*** Opening Supplied data ***

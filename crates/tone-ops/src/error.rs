//! Error types for pipeline operations.

use thiserror::Error;

/// Error type for pipeline operations.
#[derive(Error, Debug)]
pub enum OpsError {
    /// Invalid parameter value.
    #[error("invalid parameter: {0}")]
    InvalidParameter(String),

    /// Core container error.
    #[error(transparent)]
    Core(#[from] tone_core::Error),
}

/// Result type for pipeline operations.
pub type OpsResult<T> = Result<T, OpsError>;
//! The tonemap pipeline: operator dispatch, map pass, quantization.
//!
//! The operator family is closed and small, so selection is a tagged
//! enum with one dispatch function rather than trait objects. Each
//! pixel's computation is independent and read-only over the shared
//! source grid, which makes the map pass safe to shard by output row
//! with no locking.
//!
//! # Example
//!
//! ```rust
//! use tone_core::HdrImage;
//! use tone_ops::{tonemap, Operator};
//!
//! let img = HdrImage::from_data(2, 1, vec![0.5; 6]).unwrap();
//! let out = tonemap(&img, &Operator::AcesFitted).unwrap();
//! assert_eq!(out.width(), 2);
//! ```

use crate::local::{self, LocalParams};
use crate::stats::{self, GlobalStats};
use crate::OpsResult;
use tone_color::{aces, filmic, reinhard, srgb, FilmicParams, ResponseTable};
use tone_core::{HdrImage, LdrImage};
use tone_math::Vec3;
use tracing::debug;

#[cfg(feature = "parallel")]
use rayon::prelude::*;

/// The tone reproduction operator applied to every pixel.
///
/// Statistics-dependent variants carry an optional override; `None`
/// reads the corresponding scalar from the frozen [`GlobalStats`] at
/// dispatch time.
#[derive(Debug, Clone)]
pub enum Operator {
    /// Clamp channels to [0, 1] with no compression (baseline).
    Clamp,
    /// Simple per-channel Reinhard `c / (1 + c)`.
    Reinhard,
    /// Extended Reinhard; white point defaults to the image's maximum
    /// channel value.
    ReinhardExtended {
        /// White point override; `None` uses `GlobalStats::max_component`.
        max_white: Option<f32>,
    },
    /// Luminance-only extended Reinhard; white point defaults to the
    /// image's maximum luminance.
    ReinhardExtendedLuminance {
        /// White point override; `None` uses `GlobalStats::max_luminance`.
        max_white: Option<f32>,
    },
    /// Reinhard-Jodie blend.
    ReinhardJodie,
    /// Chromaticity-preserving Reinhard.
    ReinhardChroma,
    /// Uncharted2-style filmic curve.
    Filmic(FilmicParams),
    /// Fitted ACES (matrix / rational fit / matrix).
    AcesFitted,
    /// Approximate ACES.
    AcesApprox,
    /// Measured sensor response at an ISO level.
    Sensor {
        /// Validated response table.
        table: ResponseTable,
        /// ISO level the input range is normalized against.
        iso: f32,
    },
    /// Spatially adaptive local operator.
    Local(LocalParams),
}

impl Operator {
    /// Short operator name for diagnostics.
    pub fn name(&self) -> &'static str {
        match self {
            Operator::Clamp => "clamp",
            Operator::Reinhard => "reinhard",
            Operator::ReinhardExtended { .. } => "reinhard-extended",
            Operator::ReinhardExtendedLuminance { .. } => "reinhard-extended-luminance",
            Operator::ReinhardJodie => "reinhard-jodie",
            Operator::ReinhardChroma => "reinhard-chroma",
            Operator::Filmic(_) => "filmic",
            Operator::AcesFitted => "aces-fitted",
            Operator::AcesApprox => "aces-approx",
            Operator::Sensor { .. } => "sensor",
            Operator::Local(_) => "local",
        }
    }

    /// Applies the operator to one pixel.
    ///
    /// `stats` must be the frozen statistics of `img`; the local operator
    /// additionally reads neighborhoods of (x, y) from the grid.
    pub fn apply(&self, img: &HdrImage, stats: &GlobalStats, x: u32, y: u32, v: Vec3) -> Vec3 {
        match self {
            Operator::Clamp => v.clamp01(),
            Operator::Reinhard => reinhard::reinhard(v),
            Operator::ReinhardExtended { max_white } => {
                reinhard::reinhard_extended(v, max_white.unwrap_or(stats.max_component))
            }
            Operator::ReinhardExtendedLuminance { max_white } => {
                reinhard::reinhard_extended_luminance(v, max_white.unwrap_or(stats.max_luminance))
            }
            Operator::ReinhardJodie => reinhard::reinhard_jodie(v),
            Operator::ReinhardChroma => reinhard::reinhard_chroma(v),
            Operator::Filmic(p) => filmic::filmic(v, p),
            Operator::AcesFitted => aces::aces_fitted(v),
            Operator::AcesApprox => aces::aces_approx(v),
            Operator::Sensor { table, iso } => table.apply(v, *iso),
            Operator::Local(p) => local::reinhard_local(img, p, x, y, v),
        }
    }
}

/// Tonemaps an HDR image to 8-bit output.
///
/// Phase 1 computes [`GlobalStats`] over the whole grid; phase 2 maps
/// every pixel through the operator, gamma-encodes, clamps, and
/// quantizes. The statistics pass always completes before the map pass
/// begins.
///
/// # Errors
///
/// Returns [`crate::OpsError::InvalidParameter`] when a local operator
/// carries invalid parameters.
pub fn tonemap(img: &HdrImage, op: &Operator) -> OpsResult<LdrImage> {
    #[cfg(feature = "parallel")]
    let s = stats::compute_par(img);
    #[cfg(not(feature = "parallel"))]
    let s = stats::compute(img);

    debug!(
        max_luminance = s.max_luminance,
        max_component = s.max_component,
        log_average_luminance = s.log_average_luminance,
        "computed global statistics"
    );

    tonemap_with_stats(img, &s, op)
}

/// Tonemaps with statistics the caller already computed.
///
/// `stats` must come from a full pass over `img`; passing statistics of a
/// different image gives stats-dependent operators the wrong white
/// points.
pub fn tonemap_with_stats(
    img: &HdrImage,
    stats: &GlobalStats,
    op: &Operator,
) -> OpsResult<LdrImage> {
    if let Operator::Local(params) = op {
        params.validate()?;
    }

    let width = img.width();
    let height = img.height();
    debug!(operator = op.name(), width, height, "tonemapping");

    let stride = width as usize * 3;
    let mut data = vec![0u8; stride * height as usize];

    #[cfg(feature = "parallel")]
    data.par_chunks_mut(stride)
        .enumerate()
        .for_each(|(y, row)| map_row(img, stats, op, y as u32, row));

    #[cfg(not(feature = "parallel"))]
    for (y, row) in data.chunks_mut(stride).enumerate() {
        map_row(img, stats, op, y as u32, row);
    }

    Ok(LdrImage::from_data(width, height, data)?)
}

/// Maps one output row; rows are disjoint, so workers never share cells.
fn map_row(img: &HdrImage, stats: &GlobalStats, op: &Operator, y: u32, row: &mut [u8]) {
    for x in 0..img.width() {
        let v = Vec3::from_array(img.pixel(x, y));
        let mapped = op.apply(img, stats, x, y, v);
        let i = x as usize * 3;
        row[i] = srgb::encode8(mapped.x);
        row[i + 1] = srgb::encode8(mapped.y);
        row[i + 2] = srgb::encode8(mapped.z);
    }
}

#[cfg(test)]
mod tests {
    use super::*;

    fn uniform(width: u32, height: u32, value: f32) -> HdrImage {
        HdrImage::from_data(
            width,
            height,
            vec![value; width as usize * height as usize * 3],
        )
        .unwrap()
    }

    #[test]
    fn test_reinhard_unit_pixel() {
        // (1,1,1) compresses to 0.5, encodes to byte 188
        let img = uniform(1, 1, 1.0);
        let out = tonemap(&img, &Operator::Reinhard).unwrap();
        assert_eq!(out.pixel(0, 0), [188, 188, 188]);
    }

    #[test]
    fn test_black_image_stays_black() {
        let img = uniform(2, 2, 0.0);
        for op in [
            Operator::Clamp,
            Operator::Reinhard,
            Operator::ReinhardExtended { max_white: Some(4.0) },
            Operator::ReinhardJodie,
            Operator::ReinhardChroma,
            Operator::AcesApprox,
            Operator::Local(LocalParams::default()),
        ] {
            let out = tonemap(&img, &op).unwrap();
            assert_eq!(out.as_bytes(), &[0u8; 12], "operator {}", op.name());
        }
    }

    #[test]
    fn test_extended_defaults_to_image_maximum() {
        // brightest pixel pinned to full white when the stats supply the
        // white point
        let mut data = vec![0.25f32; 2 * 2 * 3];
        data[0] = 6.0;
        data[1] = 6.0;
        data[2] = 6.0;
        let img = HdrImage::from_data(2, 2, data).unwrap();
        let out = tonemap(&img, &Operator::ReinhardExtended { max_white: None }).unwrap();
        assert_eq!(out.pixel(0, 0), [255, 255, 255]);
    }

    #[test]
    fn test_local_rejects_invalid_params() {
        let img = uniform(2, 2, 0.5);
        let mut params = LocalParams::default();
        params.max_scale = 0.5;
        assert!(tonemap(&img, &Operator::Local(params)).is_err());
    }

    #[test]
    fn test_flat_local_interior_is_uniform() {
        let img = uniform(4, 4, 0.18);
        let out = tonemap(&img, &Operator::Local(LocalParams::default())).unwrap();
        // interior pixels all agree
        assert_eq!(out.pixel(1, 1), out.pixel(2, 1));
        assert_eq!(out.pixel(1, 1), out.pixel(1, 2));
        assert_eq!(out.pixel(1, 1), out.pixel(2, 2));
    }

    #[test]
    fn test_clamp_passthrough() {
        let img = uniform(1, 1, 0.5);
        let out = tonemap(&img, &Operator::Clamp).unwrap();
        assert_eq!(out.pixel(0, 0), [188, 188, 188]);
    }

    #[test]
    fn test_sensor_operator() {
        let img = uniform(1, 1, 3.0);
        let op = Operator::Sensor {
            table: ResponseTable::linear(1024),
            iso: 6.0,
        };
        let out = tonemap(&img, &op).unwrap();
        // 3.0 at ISO 6 normalizes to 0.5 and the identity table keeps it
        assert_eq!(out.pixel(0, 0), [188, 188, 188]);
    }
}
//! Semantic Index (C5)
//!
//! Parallel embedding tables keyed by block-id / archival-id, cosine
//! ranking, and the best-effort refresh/ensure passes that keep them
//! loosely in sync with `blocks` and `archival` content (spec section 3's
//! weak-reference semantics: these rows are a lossy cache, never a
//! consistency guarantee).

use std::collections::HashMap;

use chrono::Utc;
use rusqlite::params;

use crate::blocks::{ArchivalEntry, Block};
use crate::embeddings::cosine_similarity;
use crate::error::{EngineError, Result};
use crate::storage::Store;

fn now_ms() -> i64 {
    Utc::now().timestamp_millis()
}

fn encode(vector: &[f32]) -> Result<String> {
    serde_json::to_string(vector).map_err(|e| EngineError::MemoryFailure {
        operation: "encode_embedding",
        reason: e.to_string(),
    })
}

fn decode(text: &str) -> Result<Vec<f32>> {
    serde_json::from_str(text).map_err(|e| EngineError::MemoryFailure {
        operation: "decode_embedding",
        reason: e.to_string(),
    })
}

impl Store {
    pub fn store_block_embedding(&self, id: &str, vector: &[f32]) -> Result<()> {
        let encoded = encode(vector)?;
        let conn = self.conn.lock().unwrap();
        conn.execute(
            "INSERT OR REPLACE INTO block_embeddings (block_id, embedding, updated_at) \
             VALUES (?1, ?2, ?3)",
            params![id, encoded, now_ms()],
        )
        .map_err(EngineError::storage("store_block_embedding"))?;
        Ok(())
    }

    pub fn store_archival_embedding(&self, id: &str, vector: &[f32]) -> Result<()> {
        let encoded = encode(vector)?;
        let conn = self.conn.lock().unwrap();
        conn.execute(
            "INSERT OR REPLACE INTO archival_embeddings (entry_id, embedding, updated_at) \
             VALUES (?1, ?2, ?3)",
            params![id, encoded, now_ms()],
        )
        .map_err(EngineError::storage("store_archival_embedding"))?;
        Ok(())
    }

    pub fn delete_block_embedding(&self, id: &str) -> Result<()> {
        let conn = self.conn.lock().unwrap();
        conn.execute("DELETE FROM block_embeddings WHERE block_id = ?1", params![id])
            .map_err(EngineError::storage("delete_block_embedding"))?;
        Ok(())
    }

    pub fn delete_archival_embedding(&self, id: &str) -> Result<()> {
        let conn = self.conn.lock().unwrap();
        conn.execute("DELETE FROM archival_embeddings WHERE entry_id = ?1", params![id])
            .map_err(EngineError::storage("delete_archival_embedding"))?;
        Ok(())
    }

    pub fn load_all_block_embeddings(&self) -> Result<HashMap<String, Vec<f32>>> {
        let conn = self.conn.lock().unwrap();
        let mut stmt = conn
            .prepare("SELECT block_id, embedding FROM block_embeddings")
            .map_err(EngineError::storage("load_all_block_embeddings"))?;
        let rows = stmt
            .query_map([], |row| {
                let id: String = row.get(0)?;
                let encoded: String = row.get(1)?;
                Ok((id, encoded))
            })
            .map_err(EngineError::storage("load_all_block_embeddings"))?;

        let mut out = HashMap::new();
        for row in rows {
            let (id, encoded) = row.map_err(EngineError::storage("load_all_block_embeddings"))?;
            out.insert(id, decode(&encoded)?);
        }
        Ok(out)
    }

    pub fn load_all_archival_embeddings(&self) -> Result<HashMap<String, Vec<f32>>> {
        let conn = self.conn.lock().unwrap();
        let mut stmt = conn
            .prepare("SELECT entry_id, embedding FROM archival_embeddings")
            .map_err(EngineError::storage("load_all_archival_embeddings"))?;
        let rows = stmt
            .query_map([], |row| {
                let id: String = row.get(0)?;
                let encoded: String = row.get(1)?;
                Ok((id, encoded))
            })
            .map_err(EngineError::storage("load_all_archival_embeddings"))?;

        let mut out = HashMap::new();
        for row in rows {
            let (id, encoded) = row.map_err(EngineError::storage("load_all_archival_embeddings"))?;
            out.insert(id, decode(&encoded)?);
        }
        Ok(out)
    }

    /// Best-effort: embed `content` and store it for `id`, swallowing any
    /// embedding-gateway failure at warning level. Called inline by every
    /// block-mutating operation so the SQL write itself never depends on
    /// embedding availability.
    pub(crate) async fn refresh_block_embedding(&self, id: &str, content: &str) {
        match self.embeddings.embed(content).await {
            Ok(vector) => {
                if let Err(e) = self.store_block_embedding(id, &vector) {
                    tracing::warn!(block_id = id, error = %e, "failed to persist block embedding");
                }
            }
            Err(e) => {
                tracing::warn!(block_id = id, error = %e, "embedding refresh unavailable");
            }
        }
    }

    pub(crate) async fn refresh_archival_embedding(&self, id: &str, content: &str) {
        match self.embeddings.embed(content).await {
            Ok(vector) => {
                if let Err(e) = self.store_archival_embedding(id, &vector) {
                    tracing::warn!(entry_id = id, error = %e, "failed to persist archival embedding");
                }
            }
            Err(e) => {
                tracing::warn!(entry_id = id, error = %e, "embedding refresh unavailable");
            }
        }
    }

    /// For every block without a stored embedding, generate and store one.
    /// Continues past per-item failures; returns the count of successful
    /// generations (spec section 4.5's preferred policy).
    pub async fn ensure_block_embeddings(&self, blocks: &[Block]) -> Result<usize> {
        let existing = self.load_all_block_embeddings()?;
        let mut generated = 0;
        for block in blocks {
            if existing.contains_key(&block.id) {
                continue;
            }
            match self.embeddings.embed(&block.content).await {
                Ok(vector) => {
                    if let Err(e) = self.store_block_embedding(&block.id, &vector) {
                        tracing::warn!(block_id = %block.id, error = %e, "failed to store embedding");
                        continue;
                    }
                    generated += 1;
                }
                Err(e) => {
                    tracing::warn!(block_id = %block.id, error = %e, "skipping embedding generation");
                }
            }
        }
        Ok(generated)
    }

    /// Same contract as `ensure_block_embeddings`, for archival entries.
    pub async fn ensure_archival_embeddings(&self, entries: &[ArchivalEntry]) -> Result<usize> {
        let existing = self.load_all_archival_embeddings()?;
        let mut generated = 0;
        for entry in entries {
            if existing.contains_key(&entry.id) {
                continue;
            }
            match self.embeddings.embed(&entry.content).await {
                Ok(vector) => {
                    if let Err(e) = self.store_archival_embedding(&entry.id, &vector) {
                        tracing::warn!(entry_id = %entry.id, error = %e, "failed to store embedding");
                        continue;
                    }
                    generated += 1;
                }
                Err(e) => {
                    tracing::warn!(entry_id = %entry.id, error = %e, "skipping embedding generation");
                }
            }
        }
        Ok(generated)
    }

    /// Semantic search over `blocks`: embeds `query`, scores every input
    /// block that already has a stored embedding, keeps scores at or above
    /// `threshold`, and returns the top `limit` by score (stable tie-break
    /// on input order). Blocks without an embedding are silently skipped,
    /// not scored as zero. Fails if the embedding gateway is unavailable —
    /// callers must fall back to `search_archival_text`/substring search.
    pub async fn search_blocks(
        &self,
        query: &str,
        blocks: &[Block],
        limit: usize,
        threshold: f32,
    ) -> Result<Vec<(Block, f32)>> {
        let q = self
            .embeddings
            .embed(query)
            .await
            .map_err(|e| EngineError::EmbeddingUnavailable(e.to_string()))?;
        let all_embeddings = self.load_all_block_embeddings()?;

        let mut scored: Vec<(usize, Block, f32)> = Vec::new();
        for (idx, block) in blocks.iter().enumerate() {
            let Some(embedding) = all_embeddings.get(&block.id) else {
                continue;
            };
            let score = cosine_similarity(&q, embedding)?;
            if score >= threshold {
                scored.push((idx, block.clone(), score));
            }
        }

        scored.sort_by(|a, b| {
            b.2.partial_cmp(&a.2)
                .unwrap_or(std::cmp::Ordering::Equal)
                .then(a.0.cmp(&b.0))
        });

        Ok(scored
            .into_iter()
            .take(limit)
            .map(|(_, block, score)| (block, score))
            .collect())
    }

    /// Identical contract to `search_blocks`, against archival entries.
    pub async fn search_archival_semantic(
        &self,
        query: &str,
        entries: &[ArchivalEntry],
        limit: usize,
        threshold: f32,
    ) -> Result<Vec<(ArchivalEntry, f32)>> {
        let q = self
            .embeddings
            .embed(query)
            .await
            .map_err(|e| EngineError::EmbeddingUnavailable(e.to_string()))?;
        let all_embeddings = self.load_all_archival_embeddings()?;

        let mut scored: Vec<(usize, ArchivalEntry, f32)> = Vec::new();
        for (idx, entry) in entries.iter().enumerate() {
            let Some(embedding) = all_embeddings.get(&entry.id) else {
                continue;
            };
            let score = cosine_similarity(&q, embedding)?;
            if score >= threshold {
                scored.push((idx, entry.clone(), score));
            }
        }

        scored.sort_by(|a, b| {
            b.2.partial_cmp(&a.2)
                .unwrap_or(std::cmp::Ordering::Equal)
                .then(a.0.cmp(&b.0))
        });

        Ok(scored
            .into_iter()
            .take(limit)
            .map(|(_, entry, score)| (entry, score))
            .collect())
    }
}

*** Closing Supplied data ***

## Work instructions
Above are the records; from them, give again exactly the lines from the one containing "the image's maximum" through the one containing "image's maximum luminance.", both included.

## Result of the exercise
    /// Extended Reinhard; white point defaults to the image's maximum
    /// channel value.
    ReinhardExtended {
        /// White point override; `None` uses `GlobalStats::max_component`.
        max_white: Option<f32>,
    },
    /// Luminance-only extended Reinhard; white point defaults to the
    /// image's maximum luminance.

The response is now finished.